------ Source data

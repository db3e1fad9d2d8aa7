//! # Event Publisher
//!
//! The queue engine hands committed events to an [`EventPublisher`]. The
//! in-process implementation fans each event out over a tokio broadcast
//! channel; consumers pick their share through a [`Subscription`] filter.

use crate::events::{EventFilter, QueueEvent};
use crate::subscriber::Subscription;
use crate::DEFAULT_CHANNEL_CAPACITY;
use async_trait::async_trait;
use tokio::sync::broadcast;
use tracing::{debug, trace};

/// Sink for committed queue events.
#[async_trait]
pub trait EventPublisher: Send + Sync {
    /// Announce one event. Returns how many subscriptions it reached,
    /// before their filters are applied.
    async fn publish(&self, event: QueueEvent) -> usize;
}

/// Broadcast bus shared by every consumer in the process.
///
/// Each subscription owns a bounded buffer of `capacity` events. A
/// consumer that falls further behind loses the oldest ones.
pub struct InMemoryEventBus {
    sender: broadcast::Sender<QueueEvent>,
    capacity: usize,
}

impl InMemoryEventBus {
    #[must_use]
    pub fn new() -> Self {
        Self::with_capacity(DEFAULT_CHANNEL_CAPACITY)
    }

    #[must_use]
    pub fn with_capacity(capacity: usize) -> Self {
        let (sender, _) = broadcast::channel(capacity);
        Self { sender, capacity }
    }

    /// Start receiving events published from now on.
    #[must_use]
    pub fn subscribe(&self, filter: EventFilter) -> Subscription {
        debug!(topics = ?filter.topics, clinics = ?filter.clinics, "Subscribed to queue events");
        Subscription::new(self.sender.subscribe(), filter)
    }

    /// Live subscriptions.
    #[must_use]
    pub fn subscriber_count(&self) -> usize {
        self.sender.receiver_count()
    }

    #[must_use]
    pub fn capacity(&self) -> usize {
        self.capacity
    }
}

impl Default for InMemoryEventBus {
    fn default() -> Self {
        Self::new()
    }
}

#[async_trait]
impl EventPublisher for InMemoryEventBus {
    async fn publish(&self, event: QueueEvent) -> usize {
        let name = event.name();
        let clinic_id = event.meta().clinic_id.clone();
        // A send error only means nobody is listening yet.
        let reached = self.sender.send(event).unwrap_or(0);
        trace!(event = name, clinic_id = %clinic_id, reached, "Queue event published");
        reached
    }
}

------------

Problem description> Transcribe the entries exactly, and make each line match the original.

Response area>
repository db3e1fad9d2d8aa7
//! # Event Publisher
//!
//! The queue engine hands committed events to an [`EventPublisher`]. The
//! in-process implementation fans each event out over a tokio broadcast
//! channel; consumers pick their share through a [`Subscription`] filter.

use crate::events::{EventFilter, QueueEvent};
use crate::subscriber::Subscription;
use crate::DEFAULT_CHANNEL_CAPACITY;
use async_trait::async_trait;
use tokio::sync::broadcast;
use tracing::{debug, trace};

/// Sink for committed queue events.
#[async_trait]
pub trait EventPublisher: Send + Sync {
    /// Announce one event. Returns how many subscriptions it reached,
    /// before their filters are applied.
    async fn publish(&self, event: QueueEvent) -> usize;
}

/// Broadcast bus shared by every consumer in the process.
///
/// Each subscription owns a bounded buffer of `capacity` events. A
/// consumer that falls further behind loses the oldest ones.
pub struct InMemoryEventBus {
    sender: broadcast::Sender<QueueEvent>,
    capacity: usize,
}

impl InMemoryEventBus {
    #[must_use]
    pub fn new() -> Self {
        Self::with_capacity(DEFAULT_CHANNEL_CAPACITY)
    }

    #[must_use]
    pub fn with_capacity(capacity: usize) -> Self {
        let (sender, _) = broadcast::channel(capacity);
        Self { sender, capacity }
    }

    /// Start receiving events published from now on.
    #[must_use]
    pub fn subscribe(&self, filter: EventFilter) -> Subscription {
        debug!(topics = ?filter.topics, clinics = ?filter.clinics, "Subscribed to queue events");
        Subscription::new(self.sender.subscribe(), filter)
    }

    /// Live subscriptions.
    #[must_use]
    pub fn subscriber_count(&self) -> usize {
        self.sender.receiver_count()
    }

    #[must_use]
    pub fn capacity(&self) -> usize {
        self.capacity
    }
}

impl Default for InMemoryEventBus {
    fn default() -> Self {
        Self::new()
    }
}

#[async_trait]
impl EventPublisher for InMemoryEventBus {
    async fn publish(&self, event: QueueEvent) -> usize {
        let name = event.name();
        let clinic_id = event.meta().clinic_id.clone();
        // A send error only means nobody is listening yet.
        let reached = self.sender.send(event).unwrap_or(0);
        trace!(event = name, clinic_id = %clinic_id, reached, "Queue event published");
        reached
    }
}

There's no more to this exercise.